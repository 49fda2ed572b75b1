//! # Form Shapes
//!
//! What the add/edit dialogs send, and what survives validation.
//!
//! ```text
//! ┌─────────────────────────────────────────────────────────────────────────┐
//! │  SaleForm (loose JSON)  ──validate()──►  SaleDraft (typed, checked)      │
//! │  FlourForm              ──validate()──►  FlourDraft                      │
//! │  BakeryForm (+clients)  ──validate()──►  BakeryDraft (+ClientEntry)      │
//! │  ClientForm             ──validate()──►  ClientDraft                     │
//! │  SignupForm             ──validate()──►  Signup                          │
//! │  LoginForm              ──validate()──►  Credentials                     │
//! │                                                                         │
//! │  Failure: FormErrors with one entry per failing field path,            │
//! │  e.g. "items[1].unitPrice" or "clients[0].name".                       │
//! └─────────────────────────────────────────────────────────────────────────┘
//! ```
//!
//! Every field is checked even after the first failure. Validation is pure:
//! it never reads the database, so "does this bakery exist" is the
//! repository's job.

use chrono::NaiveDate;
use rust_decimal::Decimal;
use serde::{Deserialize, Serialize};

use crate::aggregation::{aggregate, SaleTotals};
use crate::error::{CoreError, FormErrors, ValidationError};
use crate::money::{CommissionRate, Money};
use crate::types::{BakeryWithClients, Client, EntityKind, Flour, LineItem, Sale};
use crate::validation::{
    coerce_decimal, coerce_whole, optional_text, parse_date, validate_commission_percent,
    validate_email, validate_item_count, validate_name, validate_password, validate_postal_code,
    validate_quantity, validate_required, validate_unit_price, LooseNumber,
};
use crate::MIN_NAME_LEN;

/// Longest accepted name for any entity.
pub const MAX_NAME_LEN: usize = 120;

// =============================================================================
// Sale
// =============================================================================

/// One row of the sale dialog's item table.
#[derive(Debug, Clone, Default, PartialEq, Serialize, Deserialize)]
#[serde(rename_all = "camelCase", default)]
pub struct SaleItemForm {
    pub flour_name: String,
    pub quantity: Option<LooseNumber>,
    pub unit_price: Option<LooseNumber>,
    pub commission_percent: Option<LooseNumber>,
}

impl SaleItemForm {
    /// The row a new sale starts with: one unit, no price, no commission.
    ///
    /// The price is left empty so an untouched row reports it as required.
    pub fn blank() -> Self {
        SaleItemForm {
            flour_name: String::new(),
            quantity: Some(LooseNumber::from(1)),
            unit_price: None,
            commission_percent: Some(LooseNumber::from(0)),
        }
    }

    fn validate_at(&self, index: usize, errors: &mut FormErrors) -> Option<LineItem> {
        let path = |field: &str| format!("items[{index}].{field}");

        let flour_name = errors.check(path("flourName"), validate_required("flour", &self.flour_name));

        let quantity = errors
            .check(
                path("quantity"),
                coerce_whole("quantity", self.quantity.as_ref()).and_then(|q| {
                    let q = q.ok_or_else(|| ValidationError::Required {
                        field: "quantity".to_string(),
                    })?;
                    validate_quantity(q)?;
                    Ok(q)
                }),
            );

        let unit_price = errors.check(
            path("unitPrice"),
            coerce_decimal("unit price", self.unit_price.as_ref()).and_then(|p| {
                let p = p.ok_or_else(|| ValidationError::Required {
                    field: "unit price".to_string(),
                })?;
                validate_unit_price(p)?;
                Ok(p)
            }),
        );

        let commission = errors.check(
            path("commissionPercent"),
            coerce_decimal("commission", self.commission_percent.as_ref()).and_then(|c| {
                let c = c.unwrap_or(Decimal::ZERO);
                validate_commission_percent(c)?;
                Ok(c)
            }),
        );

        Some(LineItem::new(
            flour_name?,
            quantity?,
            Money::new(unit_price?),
            CommissionRate::from_percent(commission?),
        ))
    }
}

/// The sale dialog's values.
#[derive(Debug, Clone, Default, PartialEq, Serialize, Deserialize)]
#[serde(rename_all = "camelCase", default)]
pub struct SaleForm {
    pub bakery_id: String,
    /// `YYYY-MM-DD` or an RFC 3339 timestamp.
    pub date: String,
    pub items: Vec<SaleItemForm>,
}

/// A validated sale, ready to be written.
#[derive(Debug, Clone, PartialEq)]
pub struct SaleDraft {
    pub bakery_id: String,
    pub date: NaiveDate,
    pub items: Vec<LineItem>,
}

impl SaleDraft {
    /// Drafts from [`SaleForm::validate`] always total; hand-built ones
    /// may not.
    pub fn totals(&self) -> Result<SaleTotals, CoreError> {
        aggregate(&self.items)
    }
}
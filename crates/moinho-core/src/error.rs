//! # Error Types
//!
//! Domain-specific error types for moinho-core.
//!
//! ## Error Hierarchy
//! ```text
//! ┌─────────────────────────────────────────────────────────────────────────┐
//! │                         Error Types                                     │
//! │                                                                         │
//! │  moinho-core errors (this file)                                        │
//! │  ├── ValidationError  - One field failed one rule                      │
//! │  ├── FormErrors       - Every failing field of a submitted form        │
//! │  ├── DashboardError   - Illegal form state transitions                 │
//! │  └── CoreError        - General domain errors                          │
//! │                                                                         │
//! │  moinho-db errors (separate crate)                                     │
//! │  └── DbError          - Database operation failures                    │
//! │                                                                         │
//! │  moinho-api errors (in app)                                            │
//! │  └── ApiError         - What the web client sees (JSON)                │
//! │                                                                         │
//! │  Flow: ValidationError → FormErrors → ApiError (422) → inline messages │
//! └─────────────────────────────────────────────────────────────────────────┘
//! ```

use std::collections::BTreeMap;
use std::fmt;

use thiserror::Error;

// =============================================================================
// Validation Error
// =============================================================================

/// Input validation errors.
///
/// The `field` is the short field name used in the message; the full path
/// inside a form (e.g. `items[2].quantity`) lives in [`FieldError`].
#[derive(Debug, Clone, PartialEq, Eq, Error)]
pub enum ValidationError {
    /// A required field is missing or blank.
    #[error("{field} is required")]
    Required { field: String },

    /// Field value is too short.
    #[error("{field} must be at least {min} characters")]
    TooShort { field: String, min: usize },

    /// Field value is too long.
    #[error("{field} must be at most {max} characters")]
    TooLong { field: String, max: usize },

    /// Numeric value is out of range.
    #[error("{field} must be between {min} and {max}")]
    OutOfRange { field: String, min: i64, max: i64 },

    /// Numeric value is below its minimum.
    #[error("{field} must be at least {min}")]
    BelowMinimum { field: String, min: String },

    /// Numeric value is above its maximum.
    #[error("{field} must be at most {max}")]
    AboveMaximum { field: String, max: String },

    /// The values are each fine but add up to more than can be stored.
    #[error("{field} add up to an amount too large to record")]
    TotalTooLarge { field: String },

    /// Invalid format (e.g., not a number, invalid date).
    #[error("{field} has invalid format: {reason}")]
    InvalidFormat { field: String, reason: String },

    /// A list that must not be empty.
    #[error("{field} must contain at least one item")]
    Empty { field: String },

    /// A list with too many entries.
    #[error("{field} cannot have more than {max} entries")]
    TooMany { field: String, max: usize },

    /// Cross-field rule: at least one of the fields must be filled.
    #[error("at least one of {} is required", .fields.join(" or "))]
    MissingOneOf { fields: Vec<String> },
}

// =============================================================================
// Form Errors
// =============================================================================

/// A validation failure attached to a path inside a form.
#[derive(Debug, Clone, PartialEq, Eq)]
pub struct FieldError {
    /// Path of the field, e.g. `items[0].unitPrice`.
    pub field: String,
    pub error: ValidationError,
}

/// All field failures of one form submission.
///
/// Validation keeps going after the first failure so the dialog can show
/// every message at once.
#[derive(Debug, Clone, Default, PartialEq, Eq)]
pub struct FormErrors {
    errors: Vec<FieldError>,
}

impl FormErrors {
    pub fn new() -> Self {
        FormErrors::default()
    }

    /// Records a failure for `field`.
    pub fn push(&mut self, field: impl Into<String>, error: ValidationError) {
        self.errors.push(FieldError {
            field: field.into(),
            error,
        });
    }

    /// Runs a validator and records its error under `field`.
    ///
    /// Returns the validated value when the check passes.
    pub fn check<T>(
        &mut self,
        field: impl Into<String>,
        result: Result<T, ValidationError>,
    ) -> Option<T> {
        match result {
            Ok(value) => Some(value),
            Err(error) => {
                self.push(field, error);
                None
            }
        }
    }

    pub fn is_empty(&self) -> bool {
        self.errors.is_empty()
    }

    pub fn len(&self) -> usize {
        self.errors.len()
    }

    pub fn errors(&self) -> &[FieldError] {
        &self.errors
    }

    /// Returns the first error recorded for `field`, if any.
    pub fn get(&self, field: &str) -> Option<&ValidationError> {
        self.errors
            .iter()
            .find(|e| e.field == field)
            .map(|e| &e.error)
    }

    /// Groups messages by field path, in the shape the web client renders
    /// under each input.
    pub fn to_map(&self) -> BTreeMap<String, Vec<String>> {
        let mut map: BTreeMap<String, Vec<String>> = BTreeMap::new();
        for e in &self.errors {
            map.entry(e.field.clone())
                .or_default()
                .push(e.error.to_string());
        }
        map
    }
}

impl fmt::Display for FormErrors {
    fn fmt(&self, f: &mut fmt::Formatter<'_>) -> fmt::Result {
        let parts: Vec<String> = self
            .errors
            .iter()
            .map(|e| format!("{}: {}", e.field, e.error))
            .collect();
        write!(f, "{}", parts.join("; "))
    }
}

impl std::error::Error for FormErrors {}

// =============================================================================
// Dashboard Error
// =============================================================================

/// Rejected transitions of the add/edit dialog state machine.
#[derive(Debug, Clone, PartialEq, Error)]
pub enum DashboardError {
    /// A submit is already running for this dialog.
    #[error("A submission is already in progress")]
    SubmitInFlight,

    /// The action does not apply in the current state.
    #[error("Cannot {action} while {state}")]
    InvalidTransition { action: String, state: String },

    /// The submitted values failed validation; the dialog stays open.
    #[error("Form is invalid: {0}")]
    Invalid(FormErrors),
}

// =============================================================================
// Core Error
// =============================================================================

/// Core business logic errors.
#[derive(Debug, Error)]
pub enum CoreError {
    /// Stored totals disagree with the line items.
    #[error("Sale {sale_id} totals do not match its items")]
    TotalsMismatch { sale_id: String },

    /// Adding up amounts went past what a decimal can hold.
    #[error("Amounts of {what} are too large to add up")]
    AmountOverflow { what: String },

    /// Unknown entity name in a route or form request.
    #[error("Unknown entity: {0}")]
    UnknownEntity(String),

    /// Form validation failed.
    #[error("Invalid form: {0}")]
    Form(#[from] FormErrors),

    /// Validation error (wraps ValidationError).
    #[error("Validation error: {0}")]
    Validation(#[from] ValidationError),
}

// =============================================================================
// Unit Tests
// =============================================================================

#[cfg(test)]
mod tests {
    use super::*;

    #[test]
    fn test_validation_error_messages() {
        let err = ValidationError::TooShort {
            field: "password".to_string(),
            min: 8,
        };
        assert_eq!(err.to_string(), "password must be at least 8 characters");

        let err = ValidationError::MissingOneOf {
            fields: vec!["cpf".to_string(), "cnpj".to_string()],
        };
        assert_eq!(err.to_string(), "at least one of cpf or cnpj is required");
    }

    #[test]
    fn test_form_errors_collects_and_groups() {
        let mut errors = FormErrors::new();
        assert!(errors.is_empty());

        errors.push(
            "items[0].quantity",
            ValidationError::BelowMinimum {
                field: "quantity".to_string(),
                min: "1".to_string(),
            },
        );
        errors.push(
            "items[0].quantity",
            ValidationError::Required {
                field: "quantity".to_string(),
            },
        );
        errors.push(
            "bakeryId",
            ValidationError::Required {
                field: "bakery".to_string(),
            },
        );

        assert_eq!(errors.len(), 3);
        let map = errors.to_map();
        assert_eq!(map["items[0].quantity"].len(), 2);
        assert_eq!(map["bakeryId"], vec!["bakery is required".to_string()]);
        assert!(errors.get("bakeryId").is_some());
        assert!(errors.get("date").is_none());
    }

    #[test]
    fn test_check_returns_value_or_records() {
        let mut errors = FormErrors::new();
        let ok: Option<i64> = errors.check("a", Ok(5));
        assert_eq!(ok, Some(5));

        let bad: Option<i64> = errors.check(
            "b",
            Err(ValidationError::Required {
                field: "b".to_string(),
            }),
        );
        assert!(bad.is_none());
        assert_eq!(errors.len(), 1);
    }

    #[test]
    fn test_form_errors_convert_to_core_error() {
        let mut errors = FormErrors::new();
        errors.push(
            "name",
            ValidationError::Required {
                field: "name".to_string(),
            },
        );
        let core: CoreError = errors.into();
        assert!(matches!(core, CoreError::Form(_)));
    }
}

> Exercise directions:
Please give back, exactly as it stands above, the stretch from the line with "self.errors.len()" through the line with "are too large", and no line outside it.

> Solved exercise:
        self.errors.len()
    }

    pub fn errors(&self) -> &[FieldError] {
        &self.errors
    }

    /// Returns the first error recorded for `field`, if any.
    pub fn get(&self, field: &str) -> Option<&ValidationError> {
        self.errors
            .iter()
            .find(|e| e.field == field)
            .map(|e| &e.error)
    }

    /// Groups messages by field path, in the shape the web client renders
    /// under each input.
    pub fn to_map(&self) -> BTreeMap<String, Vec<String>> {
        let mut map: BTreeMap<String, Vec<String>> = BTreeMap::new();
        for e in &self.errors {
            map.entry(e.field.clone())
                .or_default()
                .push(e.error.to_string());
        }
        map
    }
}

impl fmt::Display for FormErrors {
    fn fmt(&self, f: &mut fmt::Formatter<'_>) -> fmt::Result {
        let parts: Vec<String> = self
            .errors
            .iter()
            .map(|e| format!("{}: {}", e.field, e.error))
            .collect();
        write!(f, "{}", parts.join("; "))
    }
}

impl std::error::Error for FormErrors {}

// =============================================================================
// Dashboard Error
// =============================================================================

/// Rejected transitions of the add/edit dialog state machine.
#[derive(Debug, Clone, PartialEq, Error)]
pub enum DashboardError {
    /// A submit is already running for this dialog.
    #[error("A submission is already in progress")]
    SubmitInFlight,

    /// The action does not apply in the current state.
    #[error("Cannot {action} while {state}")]
    InvalidTransition { action: String, state: String },

    /// The submitted values failed validation; the dialog stays open.
    #[error("Form is invalid: {0}")]
    Invalid(FormErrors),
}

// =============================================================================
// Core Error
// =============================================================================

/// Core business logic errors.
#[derive(Debug, Error)]
pub enum CoreError {
    /// Stored totals disagree with the line items.
    #[error("Sale {sale_id} totals do not match its items")]
    TotalsMismatch { sale_id: String },

    /// Adding up amounts went past what a decimal can hold.
    #[error("Amounts of {what} are too large to add up")]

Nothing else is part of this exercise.